Instructions to follow
Copy out each line of the data below in which the string "scope" appears.

Task data
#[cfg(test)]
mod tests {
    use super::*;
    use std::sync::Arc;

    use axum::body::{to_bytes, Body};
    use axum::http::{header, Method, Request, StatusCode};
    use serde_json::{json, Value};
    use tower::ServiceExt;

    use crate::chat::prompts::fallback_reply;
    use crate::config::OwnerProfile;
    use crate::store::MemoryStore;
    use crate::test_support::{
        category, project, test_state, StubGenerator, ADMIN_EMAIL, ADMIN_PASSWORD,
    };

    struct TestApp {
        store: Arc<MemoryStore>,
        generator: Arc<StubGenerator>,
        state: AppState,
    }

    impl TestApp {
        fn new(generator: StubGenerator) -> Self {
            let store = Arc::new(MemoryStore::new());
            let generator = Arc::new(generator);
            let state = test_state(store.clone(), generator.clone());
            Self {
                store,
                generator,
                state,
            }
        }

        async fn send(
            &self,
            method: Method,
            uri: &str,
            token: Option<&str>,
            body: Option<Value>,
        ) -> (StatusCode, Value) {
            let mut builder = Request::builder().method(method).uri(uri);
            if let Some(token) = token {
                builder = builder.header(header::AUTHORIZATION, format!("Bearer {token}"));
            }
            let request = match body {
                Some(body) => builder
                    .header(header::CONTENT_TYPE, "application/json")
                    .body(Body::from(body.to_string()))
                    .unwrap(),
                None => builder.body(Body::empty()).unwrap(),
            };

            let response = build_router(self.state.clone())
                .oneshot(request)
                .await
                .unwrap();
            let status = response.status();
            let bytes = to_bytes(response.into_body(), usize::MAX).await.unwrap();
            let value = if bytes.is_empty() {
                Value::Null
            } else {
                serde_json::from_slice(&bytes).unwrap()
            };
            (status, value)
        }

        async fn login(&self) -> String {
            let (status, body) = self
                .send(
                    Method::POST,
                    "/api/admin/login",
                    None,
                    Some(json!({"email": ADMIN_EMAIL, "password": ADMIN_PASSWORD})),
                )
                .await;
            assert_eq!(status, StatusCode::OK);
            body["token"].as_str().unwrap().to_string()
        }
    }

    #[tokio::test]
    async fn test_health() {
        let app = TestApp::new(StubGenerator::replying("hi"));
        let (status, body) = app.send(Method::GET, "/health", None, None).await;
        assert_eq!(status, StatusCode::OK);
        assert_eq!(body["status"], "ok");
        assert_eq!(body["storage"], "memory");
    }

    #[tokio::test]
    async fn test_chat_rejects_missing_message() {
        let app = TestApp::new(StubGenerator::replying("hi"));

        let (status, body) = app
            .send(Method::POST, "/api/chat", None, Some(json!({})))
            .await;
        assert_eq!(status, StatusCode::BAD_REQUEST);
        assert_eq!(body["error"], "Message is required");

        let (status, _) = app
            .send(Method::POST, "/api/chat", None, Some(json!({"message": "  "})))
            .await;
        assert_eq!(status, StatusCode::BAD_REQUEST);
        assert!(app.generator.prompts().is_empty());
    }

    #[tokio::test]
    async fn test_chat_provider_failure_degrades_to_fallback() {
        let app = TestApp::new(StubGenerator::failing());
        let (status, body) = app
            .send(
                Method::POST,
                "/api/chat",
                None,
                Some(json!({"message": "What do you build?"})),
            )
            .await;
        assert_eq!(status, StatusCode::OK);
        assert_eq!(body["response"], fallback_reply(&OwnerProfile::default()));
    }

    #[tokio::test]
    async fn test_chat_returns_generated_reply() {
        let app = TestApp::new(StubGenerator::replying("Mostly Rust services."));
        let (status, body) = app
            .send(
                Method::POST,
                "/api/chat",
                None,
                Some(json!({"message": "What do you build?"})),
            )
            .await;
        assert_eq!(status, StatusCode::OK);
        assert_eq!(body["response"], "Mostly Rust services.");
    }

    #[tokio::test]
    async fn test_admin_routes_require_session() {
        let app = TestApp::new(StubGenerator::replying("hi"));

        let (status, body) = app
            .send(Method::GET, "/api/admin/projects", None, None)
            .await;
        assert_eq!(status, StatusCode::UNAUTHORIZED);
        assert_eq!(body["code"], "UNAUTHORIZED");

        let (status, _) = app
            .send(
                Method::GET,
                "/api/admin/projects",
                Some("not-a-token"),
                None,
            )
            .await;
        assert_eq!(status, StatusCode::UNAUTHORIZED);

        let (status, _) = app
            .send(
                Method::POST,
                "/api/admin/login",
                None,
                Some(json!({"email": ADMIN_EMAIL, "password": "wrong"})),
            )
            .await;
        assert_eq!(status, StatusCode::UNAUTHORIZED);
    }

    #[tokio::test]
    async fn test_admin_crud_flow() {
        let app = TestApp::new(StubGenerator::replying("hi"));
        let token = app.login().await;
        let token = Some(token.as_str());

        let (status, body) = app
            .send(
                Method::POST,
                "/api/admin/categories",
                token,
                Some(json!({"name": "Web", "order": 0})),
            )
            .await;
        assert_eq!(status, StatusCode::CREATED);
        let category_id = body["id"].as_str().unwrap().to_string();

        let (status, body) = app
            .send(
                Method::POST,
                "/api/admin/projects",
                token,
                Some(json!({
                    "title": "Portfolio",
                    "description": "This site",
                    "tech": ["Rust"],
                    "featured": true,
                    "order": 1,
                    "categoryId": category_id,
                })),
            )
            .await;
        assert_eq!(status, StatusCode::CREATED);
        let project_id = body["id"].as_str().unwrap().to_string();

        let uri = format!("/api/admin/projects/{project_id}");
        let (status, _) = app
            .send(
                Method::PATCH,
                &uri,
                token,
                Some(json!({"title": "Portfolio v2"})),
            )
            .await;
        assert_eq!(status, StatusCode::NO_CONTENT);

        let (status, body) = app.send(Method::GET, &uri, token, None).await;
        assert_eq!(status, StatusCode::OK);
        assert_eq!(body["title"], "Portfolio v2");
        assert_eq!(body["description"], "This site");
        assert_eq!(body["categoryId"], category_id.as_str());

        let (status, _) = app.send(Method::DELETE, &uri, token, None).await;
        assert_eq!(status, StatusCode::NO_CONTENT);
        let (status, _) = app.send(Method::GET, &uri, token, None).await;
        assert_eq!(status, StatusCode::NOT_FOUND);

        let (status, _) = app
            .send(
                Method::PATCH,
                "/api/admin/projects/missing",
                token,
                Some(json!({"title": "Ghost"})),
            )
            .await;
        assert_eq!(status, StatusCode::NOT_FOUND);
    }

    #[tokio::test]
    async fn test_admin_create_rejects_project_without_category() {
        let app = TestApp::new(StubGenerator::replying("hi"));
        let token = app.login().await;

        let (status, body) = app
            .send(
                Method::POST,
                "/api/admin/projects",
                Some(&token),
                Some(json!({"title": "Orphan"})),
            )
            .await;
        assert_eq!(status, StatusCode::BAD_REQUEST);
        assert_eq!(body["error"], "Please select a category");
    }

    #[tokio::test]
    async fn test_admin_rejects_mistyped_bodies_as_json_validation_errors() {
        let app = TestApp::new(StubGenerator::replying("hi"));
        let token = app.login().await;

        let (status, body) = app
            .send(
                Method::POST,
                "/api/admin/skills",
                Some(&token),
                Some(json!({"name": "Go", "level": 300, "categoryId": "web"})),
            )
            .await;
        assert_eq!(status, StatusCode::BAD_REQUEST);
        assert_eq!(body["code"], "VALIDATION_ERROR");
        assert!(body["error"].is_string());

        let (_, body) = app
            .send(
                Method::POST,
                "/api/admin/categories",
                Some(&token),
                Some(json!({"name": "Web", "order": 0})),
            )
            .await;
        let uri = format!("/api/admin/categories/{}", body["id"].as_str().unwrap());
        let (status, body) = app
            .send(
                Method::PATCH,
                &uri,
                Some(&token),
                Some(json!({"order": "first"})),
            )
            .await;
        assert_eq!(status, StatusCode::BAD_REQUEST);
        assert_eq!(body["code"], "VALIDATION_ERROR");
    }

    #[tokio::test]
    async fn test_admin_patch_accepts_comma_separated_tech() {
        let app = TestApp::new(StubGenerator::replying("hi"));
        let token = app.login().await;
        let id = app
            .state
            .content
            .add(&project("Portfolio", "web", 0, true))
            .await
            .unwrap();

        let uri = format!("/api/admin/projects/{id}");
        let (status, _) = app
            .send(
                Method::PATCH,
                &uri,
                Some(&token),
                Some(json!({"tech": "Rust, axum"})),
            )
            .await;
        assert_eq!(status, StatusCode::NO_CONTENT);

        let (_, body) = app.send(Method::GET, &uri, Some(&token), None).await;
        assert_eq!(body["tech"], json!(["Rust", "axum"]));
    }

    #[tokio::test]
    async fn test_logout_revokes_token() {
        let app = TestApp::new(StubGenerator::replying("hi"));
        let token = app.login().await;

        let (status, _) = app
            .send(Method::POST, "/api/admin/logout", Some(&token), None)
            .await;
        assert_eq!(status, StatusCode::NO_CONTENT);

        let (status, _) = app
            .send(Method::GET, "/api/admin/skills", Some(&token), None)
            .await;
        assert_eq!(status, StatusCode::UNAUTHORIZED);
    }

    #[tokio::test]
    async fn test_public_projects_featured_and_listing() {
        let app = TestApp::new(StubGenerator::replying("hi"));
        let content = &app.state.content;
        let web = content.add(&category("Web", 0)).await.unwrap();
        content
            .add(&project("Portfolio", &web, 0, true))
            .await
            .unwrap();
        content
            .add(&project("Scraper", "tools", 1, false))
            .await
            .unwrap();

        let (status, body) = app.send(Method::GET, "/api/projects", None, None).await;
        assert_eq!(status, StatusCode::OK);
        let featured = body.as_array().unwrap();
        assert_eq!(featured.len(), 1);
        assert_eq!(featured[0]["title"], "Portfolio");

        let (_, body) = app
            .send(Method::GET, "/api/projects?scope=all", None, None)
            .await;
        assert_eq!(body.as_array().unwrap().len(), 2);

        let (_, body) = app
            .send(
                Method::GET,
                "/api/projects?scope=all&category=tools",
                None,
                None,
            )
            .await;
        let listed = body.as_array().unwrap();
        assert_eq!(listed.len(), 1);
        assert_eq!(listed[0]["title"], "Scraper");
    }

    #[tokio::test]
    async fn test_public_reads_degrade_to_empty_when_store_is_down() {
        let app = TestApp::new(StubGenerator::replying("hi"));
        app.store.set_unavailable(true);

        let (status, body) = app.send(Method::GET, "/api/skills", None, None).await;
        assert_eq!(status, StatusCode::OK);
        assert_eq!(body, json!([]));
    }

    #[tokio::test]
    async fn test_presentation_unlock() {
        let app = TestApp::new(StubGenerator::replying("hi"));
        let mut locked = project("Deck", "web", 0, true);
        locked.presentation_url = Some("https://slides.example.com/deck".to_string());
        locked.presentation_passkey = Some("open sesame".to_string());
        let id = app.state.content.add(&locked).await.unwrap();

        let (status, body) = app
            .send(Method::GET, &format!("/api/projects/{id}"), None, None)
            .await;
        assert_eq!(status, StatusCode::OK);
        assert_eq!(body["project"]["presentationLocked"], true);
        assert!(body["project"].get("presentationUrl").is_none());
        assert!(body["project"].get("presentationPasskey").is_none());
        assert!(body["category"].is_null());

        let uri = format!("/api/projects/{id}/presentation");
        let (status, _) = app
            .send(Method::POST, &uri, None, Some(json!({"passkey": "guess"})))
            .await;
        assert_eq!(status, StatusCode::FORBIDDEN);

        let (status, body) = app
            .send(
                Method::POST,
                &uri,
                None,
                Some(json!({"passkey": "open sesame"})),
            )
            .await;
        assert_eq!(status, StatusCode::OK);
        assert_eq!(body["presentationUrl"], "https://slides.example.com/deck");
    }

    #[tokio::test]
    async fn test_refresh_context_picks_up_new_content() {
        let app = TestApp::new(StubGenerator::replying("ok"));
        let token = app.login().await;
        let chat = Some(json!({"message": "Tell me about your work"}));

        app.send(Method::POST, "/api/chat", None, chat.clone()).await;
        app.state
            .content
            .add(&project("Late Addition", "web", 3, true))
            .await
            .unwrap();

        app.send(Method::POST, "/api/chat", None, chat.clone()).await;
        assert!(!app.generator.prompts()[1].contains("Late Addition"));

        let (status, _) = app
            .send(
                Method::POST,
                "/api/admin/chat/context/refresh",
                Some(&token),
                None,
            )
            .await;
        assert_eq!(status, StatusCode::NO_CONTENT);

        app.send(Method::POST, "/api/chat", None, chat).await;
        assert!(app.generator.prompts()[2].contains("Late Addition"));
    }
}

Exercise response
            .send(Method::GET, "/api/projects?scope=all", None, None)
                "/api/projects?scope=all&category=tools",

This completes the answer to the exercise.